Figure 5.

The dependence of the estimates of kinetic parameters for DNA translocation on the presence of slipping, pausing, and static disorder in the translocase population. Simulated translocation time courses with translocase pausing, slipping, and static disorder were analyzed with the n-step model (see Materials and Methods). The data are plotted as the fractional change in the value of the fit parameter determined in the presence of the kinetic heterogeneity from the value determined in the absence of the kinetic heterogeneity as a function of the ratio of specific probabilities used in the simulations, unless otherwise noted: macroscopic translocation rate (mk_t, red), ATP coupling stoichiometry (c/m, blue), and kinetic step size (m, green). (A)- The effect of backward motion. (B)- The effect of pausing with futile ATP hydrolysis. (C)- The effect of a distribution of inter-enzyme translocation rates (static disorder).

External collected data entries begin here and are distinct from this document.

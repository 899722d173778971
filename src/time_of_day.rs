//! Wall-clock "HH:MM" values used by every schedule computation.
//!
//! School hours never cross midnight, so arithmetic saturates at the day
//! boundaries (00:00 and 23:59) instead of wrapping around. Callers that need
//! to know whether saturation happened use [`TimeOfDay::checked_add_minutes`].

use chrono::{NaiveDate, NaiveDateTime, NaiveTime, Timelike};
use std::fmt;
use std::str::FromStr;

pub const MINUTES_PER_DAY: u16 = 24 * 60;

/// Error returned when a string is not a valid 24-hour "HH:MM" time.
#[derive(Debug, Clone, PartialEq, Eq, thiserror::Error)]
#[error("malformed time of day {input:?}, expected HH:MM")]
pub struct TimeParseError {
    pub input: String,
}

/// A minute of the day in `0..1440`.
#[derive(Debug, Clone, Copy, PartialEq, Eq, PartialOrd, Ord, Hash)]
pub struct TimeOfDay(u16);

impl TimeOfDay {
    pub const MIDNIGHT: TimeOfDay = TimeOfDay(0);
    pub const LAST_MINUTE: TimeOfDay = TimeOfDay(MINUTES_PER_DAY - 1);

    /// Builds a time from hour and minute, `None` when out of range.
    pub fn from_hm(hour: u16, minute: u16) -> Option<Self> {
        if hour < 24 && minute < 60 {
            Some(Self(hour * 60 + minute))
        } else {
            None
        }
    }

    pub fn from_minutes(minutes: u16) -> Option<Self> {
        (minutes < MINUTES_PER_DAY).then_some(Self(minutes))
    }

    /// Parses a zero-padded (or single-digit hour) 24-hour "HH:MM" string.
    pub fn parse(s: &str) -> Result<Self, TimeParseError> {
        NaiveTime::parse_from_str(s.trim(), "%H:%M")
            .map(Self::from)
            .map_err(|_| TimeParseError {
                input: s.to_string(),
            })
    }

    pub fn minutes(self) -> u16 {
        self.0
    }

    pub fn hour(self) -> u16 {
        self.0 / 60
    }

    pub fn minute(self) -> u16 {
        self.0 % 60
    }

    /// Adds (or subtracts) minutes, `None` if the result leaves the day.
    pub fn checked_add_minutes(self, n: i32) -> Option<Self> {
        let total = i32::from(self.0).checked_add(n)?;
        u16::try_from(total).ok().and_then(Self::from_minutes)
    }

    /// Adds (or subtracts) minutes, clamping to 00:00..=23:59.
    pub fn add_minutes(self, n: i32) -> Self {
        let total = i32::from(self.0)
            .saturating_add(n)
            .clamp(0, i32::from(MINUTES_PER_DAY) - 1);
        Self(total as u16)
    }

    /// Resolves this time against a calendar date.
    pub fn on(self, date: NaiveDate) -> NaiveDateTime {
        date.and_time(self.into())
    }
}

/// `b - a` in minutes; negative when `b` is earlier than `a`.
pub fn minutes_between(a: TimeOfDay, b: TimeOfDay) -> i32 {
    i32::from(b.0) - i32::from(a.0)
}

impl fmt::Display for TimeOfDay {
    fn fmt(&self, f: &mut fmt::Formatter<'_>) -> fmt::Result {
        write!(f, "{:02}:{:02}", self.hour(), self.minute())
    }
}

impl FromStr for TimeOfDay {
    type Err = TimeParseError;

    fn from_str(s: &str) -> Result<Self, Self::Err> {
        Self::parse(s)
    }
}

impl From<NaiveTime> for TimeOfDay {
    fn from(t: NaiveTime) -> Self {
        Self((t.hour() * 60 + t.minute()) as u16)
    }
}

impl From<TimeOfDay> for NaiveTime {
    fn from(t: TimeOfDay) -> Self {
        NaiveTime::from_hms_opt(u32::from(t.hour()), u32::from(t.minute()), 0)
            .unwrap_or(NaiveTime::MIN)
    }
}
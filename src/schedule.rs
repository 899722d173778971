use chrono::{Datelike, NaiveDate, Weekday};
use serde::{Deserialize, Serialize};
use std::collections::BTreeMap;
use std::str::FromStr;

use crate::recalc::{recalculate, BreakPolicy, BreakTable, DEFAULT_LESSON_MINUTES};
use crate::time_of_day::{minutes_between, TimeOfDay};

pub const LESSONS_PER_SEEDED_SHIFT: usize = 5;

#[derive(
    Debug, Clone, Copy, PartialEq, Eq, PartialOrd, Ord, Hash, Serialize, Deserialize,
    strum_macros::Display,
)]
#[serde(rename_all = "lowercase")]
pub enum DayId {
    Monday,
    Tuesday,
    Wednesday,
    Thursday,
    Friday,
    Saturday,
    Sunday,
}

impl DayId {
    pub const ALL: [DayId; 7] = [
        DayId::Monday,
        DayId::Tuesday,
        DayId::Wednesday,
        DayId::Thursday,
        DayId::Friday,
        DayId::Saturday,
        DayId::Sunday,
    ];

    pub fn from_weekday(weekday: Weekday) -> Self {
        Self::ALL[weekday.num_days_from_monday() as usize]
    }

    pub fn of(date: NaiveDate) -> Self {
        Self::from_weekday(date.weekday())
    }

    /// Position in the device's `activeDays` array (Monday = 0).
    pub fn device_index(self) -> usize {
        self as usize
    }

    pub fn short(self) -> &'static str {
        match self {
            DayId::Monday => "mon",
            DayId::Tuesday => "tue",
            DayId::Wednesday => "wed",
            DayId::Thursday => "thu",
            DayId::Friday => "fri",
            DayId::Saturday => "sat",
            DayId::Sunday => "sun",
        }
    }

    pub fn next(self) -> Self {
        Self::ALL[(self.device_index() + 1) % Self::ALL.len()]
    }

    pub fn prev(self) -> Self {
        Self::ALL[(self.device_index() + Self::ALL.len() - 1) % Self::ALL.len()]
    }

    /// Sunday is the rest day in the seeded schedule.
    pub fn is_rest_day(self) -> bool {
        self == DayId::Sunday
    }
}

#[derive(Debug, Clone, PartialEq, Eq, thiserror::Error)]
#[error("unknown weekday {0:?}")]
pub struct ParseDayError(pub String);

impl FromStr for DayId {
    type Err = ParseDayError;

    /// Full English names or three-letter forms, any case.
    fn from_str(s: &str) -> Result<Self, Self::Err> {
        let wanted = s.trim().to_ascii_lowercase();
        Self::ALL
            .into_iter()
            .find(|d| d.short() == wanted || d.to_string().to_ascii_lowercase() == wanted)
            .ok_or_else(|| ParseDayError(s.to_string()))
    }
}

#[derive(
    Debug, Clone, Copy, PartialEq, Eq, Hash, Default, Serialize, Deserialize,
    strum_macros::Display,
)]
pub enum ShiftId {
    #[default]
    #[strum(to_string = "Shift 1")]
    First,
    #[strum(to_string = "Shift 2")]
    Second,
}

impl ShiftId {
    /// Start time for a lesson appended to an empty shift.
    pub fn default_anchor(self) -> TimeOfDay {
        match self {
            ShiftId::First => TimeOfDay::from_hm(8, 0),
            ShiftId::Second => TimeOfDay::from_hm(13, 0),
        }
        .unwrap_or(TimeOfDay::MIDNIGHT)
    }

    /// Shift window reported to the bell device when the shift has no lessons.
    pub fn fallback_window(self) -> (&'static str, &'static str) {
        match self {
            ShiftId::First => ("08:00", "12:00"),
            ShiftId::Second => ("13:00", "17:00"),
        }
    }

    pub fn toggle(self) -> Self {
        match self {
            ShiftId::First => ShiftId::Second,
            ShiftId::Second => ShiftId::First,
        }
    }
}

fn default_true() -> bool {
    true
}

/// One lesson slot. Times are kept as entered so malformed values survive a
/// load and can be flagged instead of being dropped.
#[derive(Debug, Clone, PartialEq, Eq, Serialize, Deserialize)]
pub struct Lesson {
    pub id: String,
    pub name: String,
    pub start_time: String,
    pub end_time: String,
    #[serde(default = "default_true")]
    pub is_active: bool,
}

impl Lesson {
    pub fn new(
        id: impl Into<String>,
        name: impl Into<String>,
        start_time: impl Into<String>,
        end_time: impl Into<String>,
    ) -> Self {
        Self {
            id: id.into(),
            name: name.into(),
            start_time: start_time.into(),
            end_time: end_time.into(),
            is_active: true,
        }
    }

    pub fn start(&self) -> Option<TimeOfDay> {
        TimeOfDay::parse(&self.start_time).ok()
    }

    pub fn end(&self) -> Option<TimeOfDay> {
        TimeOfDay::parse(&self.end_time).ok()
    }

    /// Length in minutes when both times parse.
    pub fn duration(&self) -> Option<i32> {
        Some(minutes_between(self.start()?, self.end()?))
    }

    /// Both times parse and the lesson starts before it ends.
    pub fn is_valid(&self) -> bool {
        matches!((self.start(), self.end()), (Some(s), Some(e)) if s < e)
    }
}

/// Break minutes between each pair of consecutive lessons, in list order.
/// `None` where either boundary fails to parse.
pub fn gaps(lessons: &[Lesson]) -> Vec<Option<i32>> {
    lessons
        .windows(2)
        .map(|pair| Some(minutes_between(pair[0].end()?, pair[1].start()?)))
        .collect()
}

#[derive(Debug, Clone, Default, PartialEq, Eq, Serialize, Deserialize)]
pub struct Shifts {
    #[serde(default)]
    pub shift1: Vec<Lesson>,
    #[serde(default)]
    pub shift2: Vec<Lesson>,
}

#[derive(Debug, Clone, PartialEq, Eq, Serialize, Deserialize)]
pub struct DaySchedule {
    pub day_id: DayId,
    pub is_active: bool,
    #[serde(default)]
    pub shifts: Shifts,
}

impl DaySchedule {
    pub fn empty(day_id: DayId) -> Self {
        Self {
            day_id,
            is_active: !day_id.is_rest_day(),
            shifts: Shifts::default(),
        }
    }

    pub fn lessons(&self, shift: ShiftId) -> &[Lesson] {
        match shift {
            ShiftId::First => &self.shifts.shift1,
            ShiftId::Second => &self.shifts.shift2,
        }
    }

    pub fn lessons_mut(&mut self, shift: ShiftId) -> &mut Vec<Lesson> {
        match shift {
            ShiftId::First => &mut self.shifts.shift1,
            ShiftId::Second => &mut self.shifts.shift2,
        }
    }

    /// Lessons across both shifts that fail [`Lesson::is_valid`].
    pub fn invalid_lessons(&self) -> impl Iterator<Item = (ShiftId, &Lesson)> {
        [ShiftId::First, ShiftId::Second]
            .into_iter()
            .flat_map(move |shift| self.lessons(shift).iter().map(move |l| (shift, l)))
            .filter(|(_, l)| !l.is_valid())
    }
}

/// The whole week, keyed by weekday.
#[derive(Debug, Clone, PartialEq, Eq, Serialize, Deserialize)]
pub struct WeeklySchedule {
    days: BTreeMap<DayId, DaySchedule>,
}

impl WeeklySchedule {
    /// Every weekday present with no lessons; Sunday inactive.
    pub fn empty() -> Self {
        Self {
            days: DayId::ALL
                .into_iter()
                .map(|d| (d, DaySchedule::empty(d)))
                .collect(),
        }
    }

    /// Five 45-minute lessons per shift on every active day, chained with
    /// `policy`. Shift 1 starts at 08:00 and shift 2 at 13:30.
    pub fn seeded(policy: &dyn BreakPolicy) -> Self {
        let mut week = Self::empty();
        for day in week.days.values_mut().filter(|d| d.is_active) {
            for (shift, anchor) in [
                (ShiftId::First, TimeOfDay::from_hm(8, 0)),
                (ShiftId::Second, TimeOfDay::from_hm(13, 30)),
            ] {
                let anchor = anchor.unwrap_or(TimeOfDay::MIDNIGHT);
                let draft = seed_shift(day.day_id, shift, anchor);
                *day.lessons_mut(shift) = recalculate(&draft, policy);
            }
        }
        week
    }

    pub fn day(&self, day: DayId) -> Option<&DaySchedule> {
        self.days.get(&day)
    }

    /// Mutable access, inserting an empty day when a loaded document lacks it.
    pub fn day_mut(&mut self, day: DayId) -> &mut DaySchedule {
        self.days
            .entry(day)
            .or_insert_with(|| DaySchedule::empty(day))
    }

    pub fn days(&self) -> impl Iterator<Item = &DaySchedule> {
        self.days.values()
    }

    pub fn lessons(&self, day: DayId, shift: ShiftId) -> &[Lesson] {
        self.day(day).map(|d| d.lessons(shift)).unwrap_or(&[])
    }

    pub fn is_active(&self, day: DayId) -> bool {
        self.day(day).is_some_and(|d| d.is_active)
    }

    pub fn active_days(&self) -> Vec<DayId> {
        self.days().filter(|d| d.is_active).map(|d| d.day_id).collect()
    }

    /// Any lesson on an active day with an invalid time range. Blocks saving.
    pub fn has_invalid_times(&self) -> bool {
        self.days()
            .filter(|d| d.is_active)
            .any(|d| d.invalid_lessons().next().is_some())
    }
}

impl Default for WeeklySchedule {
    fn default() -> Self {
        Self::seeded(&BreakTable::default())
    }
}

fn seed_shift(day: DayId, shift: ShiftId, anchor: TimeOfDay) -> Vec<Lesson> {
    let shift_no = match shift {
        ShiftId::First => 1,
        ShiftId::Second => 2,
    };
    let end = anchor.add_minutes(DEFAULT_LESSON_MINUTES);
    (1..=LESSONS_PER_SEEDED_SHIFT)
        .map(|n| {
            Lesson::new(
                format!("{}-{}-{}", day.short(), shift_no, n),
                format!("{n}-lesson"),
                anchor.to_string(),
                end.to_string(),
            )
        })
        .collect()
}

The fractional change in the fit parameter is plotted as a function of the ratio of the standard deviation of the distribution to its mean. (D)- The effect of random pauses of varying duration. Here the probability of pausing was kept constant, equal to the probability of stepping forward, but the probability of recovering from the paused varied. The fractional change in the fit parameter is plotted as a function of the ratio of the probability of pausing to the probability of recovering from the pause.